Thanks, everyone for insightful discussions. I also want to point everyone back to the original quantization workflow RFC: https://github.com/dmlc/tvm/issues/2259
There are a few facts that I want to highlight.
There are more than one quantization schemes and different resulting speed-accuracy tradeoffs
“Quantization” is a generic term that has been used for many methods, specifically, there are choices of
- Different bitwidth, sign/unsigned in different layers
- Symmetric vs asymmetric
- Can use floating pt multiplication vs force to only use integer shift
Most frameworks, like TFLite tries to have one opinionated view about the quantized model this. There is a good need to support importing these models, but we also need to keep in mind that adopting directly adopting the implied scheme may not give the best performance.

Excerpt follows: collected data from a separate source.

//! Frame-differencing detector over downsampled luminance.

use super::{Detector, PresenceReport};
use crate::types::{CapturedFrame, PixelFormat};

/// Cells per grid axis.
const GRID_SIZE: usize = 16;
/// Pixel sampling stride within a frame.
const SAMPLE_STRIDE: usize = 4;
/// Mean-luminance delta (0..255 scale) that marks a cell as changed.
const DEFAULT_CELL_THRESHOLD: f32 = 12.0;
/// Fraction of changed cells that flags a person.
const DEFAULT_TRIGGER_FRACTION: f32 = 0.2;

/// Detects presence by comparing each frame's luminance grid to the last.
///
/// Frames are reduced to a 16x16 grid of mean luminance values; a frame
/// whose grid differs from its predecessor in enough cells is taken as a
/// person entering or moving through the scene. Crude next to a trained
/// model, but dependency-free and cheap enough to run on every frame. The
/// first frame after construction or a geometry change only seeds the
/// baseline and never triggers.
#[derive(Debug)]
pub struct LumaDeltaDetector {
    cell_threshold: f32,
    trigger_fraction: f32,
    previous: Option<Vec<f32>>,
    previous_geometry: (u32, u32),
}

impl LumaDeltaDetector {
    /// Detector with the default sensitivity.
    pub fn new() -> Self {
        Self::with_sensitivity(DEFAULT_CELL_THRESHOLD, DEFAULT_TRIGGER_FRACTION)
    }

    /// Detector with explicit per-cell threshold and trigger fraction.
    pub fn with_sensitivity(cell_threshold: f32, trigger_fraction: f32) -> Self {
        Self {
            cell_threshold,
            trigger_fraction,
            previous: None,
            previous_geometry: (0, 0),
        }
    }

    fn luma_grid(&self, frame: &CapturedFrame) -> Vec<f32> {
        let width = frame.width as usize;
        let height = frame.height as usize;
        let bpp = frame.pixel_format.bytes_per_pixel();
        let (r_off, g_off, b_off) = rgb_offsets(frame.pixel_format);

        let mut sums = vec![0.0f32; GRID_SIZE * GRID_SIZE];
        let mut counts = vec![0u32; GRID_SIZE * GRID_SIZE];

        for y in (0..height).step_by(SAMPLE_STRIDE) {
            let cell_row = y * GRID_SIZE / height;
            for x in (0..width).step_by(SAMPLE_STRIDE) {
                let cell_col = x * GRID_SIZE / width;
                let base = (y * width + x) * bpp;
                let r = frame.data[base + r_off] as f32;
                let g = frame.data[base + g_off] as f32;
                let b = frame.data[base + b_off] as f32;
                let luma = 0.299 * r + 0.587 * g + 0.114 * b;

                let cell = cell_row * GRID_SIZE + cell_col;
                sums[cell] += luma;
                counts[cell] += 1;
            }
        }

        sums.iter()
            .zip(&counts)
            .map(|(sum, count)| if *count == 0 { 0.0 } else { sum / *count as f32 })
            .collect()
    }
}

impl Default for LumaDeltaDetector {
    fn default() -> Self {
        Self::new()
    }
}

impl Detector for LumaDeltaDetector {
    fn name(&self) -> &str {
        "luma-delta"
    }

    fn detect(&mut self, frame: &CapturedFrame) -> anyhow::Result<PresenceReport> {
        let expected = frame.width as usize
            * frame.height as usize
            * frame.pixel_format.bytes_per_pixel();
        anyhow::ensure!(
            frame.data.len() >= expected,
            "frame payload is {} bytes, {}x{} {:?} needs {}",
            frame.data.len(),
            frame.width,
            frame.height,
            frame.pixel_format,
            expected
        );
        anyhow::ensure!(frame.width > 0 && frame.height > 0, "frame has zero geometry");

        let grid = self.luma_grid(frame);
        let geometry = (frame.width, frame.height);

        let report = match &self.previous {
            Some(previous) if self.previous_geometry == geometry => {
                let changed = previous
                    .iter()
                    .zip(&grid)
                    .filter(|(a, b)| (**a - **b).abs() > self.cell_threshold)
                    .count();
                let fraction = changed as f32 / grid.len() as f32;
                if fraction >= self.trigger_fraction {
                    PresenceReport::detected(fraction.min(1.0))
                } else {
                    PresenceReport::clear()
                }
            }
            _ => PresenceReport::clear(),
        };

        self.previous = Some(grid);
        self.previous_geometry = geometry;
        Ok(report)
    }
}

fn rgb_offsets(format: PixelFormat) -> (usize, usize, usize) {
    match format {
        PixelFormat::Bgra32 => (2, 1, 0),
        PixelFormat::Argb32 => (1, 2, 3),
    }
}

#[cfg(test)]
mod tests {
    use std::sync::Arc;

    use super::*;

    fn solid_frame(level: u8) -> CapturedFrame {
        let mut data = vec![level; 64 * 64 * 4];
        // Opaque alpha so the payload resembles real capture output.
        for px in data.chunks_exact_mut(4) {
            px[3] = 0xFF;
        }
        CapturedFrame {
            data: Arc::from(data),
            width: 64,
            height: 64,
            pixel_format: PixelFormat::Bgra32,
        }
    }

    #[test]
    fn first_frame_seeds_the_baseline_without_triggering() {
        let mut detector = LumaDeltaDetector::new();
        let report = detector.detect(&solid_frame(200)).unwrap();
        assert!(!report.person_present);
    }

    #[test]
    fn identical_frames_stay_clear() {
        let mut detector = LumaDeltaDetector::new();
        detector.detect(&solid_frame(128)).unwrap();
        let report = detector.detect(&solid_frame(128)).unwrap();
        assert!(!report.person_present);
    }

    #[test]
    fn scene_wide_brightness_jump_triggers() {
        let mut detector = LumaDeltaDetector::new();
        detector.detect(&solid_frame(20)).unwrap();
        let report = detector.detect(&solid_frame(220)).unwrap();
        assert!(report.person_present);
        assert!(report.confidence > 0.9, "every cell changed, confidence {}", report.confidence);
    }

    #[test]
    fn small_local_change_stays_below_the_trigger() {
        let mut detector = LumaDeltaDetector::new();
        detector.detect(&solid_frame(50)).unwrap();

        // Brighten a single 4x4 corner patch, far under 20% of cells.
        let mut frame = solid_frame(50);
        let mut data = frame.data.to_vec();
        for y in 0..4 {
            for x in 0..4 {
                let base = (y * 64 + x) * 4;
                data[base] = 250;
                data[base + 1] = 250;
                data[base + 2] = 250;
            }
        }
        frame.data = Arc::from(data);

        let report = detector.detect(&frame).unwrap();
        assert!(!report.person_present);
    }

    #[test]
    fn geometry_change_reseeds_instead_of_comparing() {
        let mut detector = LumaDeltaDetector::new();
        detector.detect(&solid_frame(20)).unwrap();

        let small = CapturedFrame {
            data: Arc::from(vec![220u8; 32 * 32 * 4]),
            width: 32,
            height: 32,
            pixel_format: PixelFormat::Bgra32,
        };
        let report = detector.detect(&small).unwrap();
        assert!(!report.person_present, "geometry change must reseed the baseline");
    }

    #[test]
    fn undersized_payload_is_an_error() {
        let mut detector = LumaDeltaDetector::new();
        let bad = CapturedFrame {
            data: Arc::from(vec![0u8; 16]),
            width: 64,
            height: 64,
            pixel_format: PixelFormat::Bgra32,
        };
        assert!(detector.detect(&bad).is_err());
    }
}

Sometimes, we might even want to use a mixed-scheme across neural networks. Just like many of the discussions mentioned here. Most troubles are due to the asymetric scheme
We should always keep this in mind. There is no one perfect solution and we want to build API to make sure we can cover more
How many quantized ops we want to introduce
As a general rule of thumb, I would recommend us to minimize the number of new operators as well as their names. For example, both quantize and dequantize can likely be converted to subtraction multiplication and cast. This means that we do not want to introduce these operators at least not at the core level. The less new operators we introduce, the easier it is to reuse many of the existing infrastructures. We can likely do a similiar thing for relu(becomes clip) and maxpool(which will be the same, assuming a single zero point). As a matter of fact, giving up asymmetry will enable most of the quantization pipeline fall into the current core operator.
We can, however, introduce dialects that facilitate the conversion, in such case relay.contrib.q_conv2d or is an OK name as long as we try to lower as many of them as possible to the low0level operators.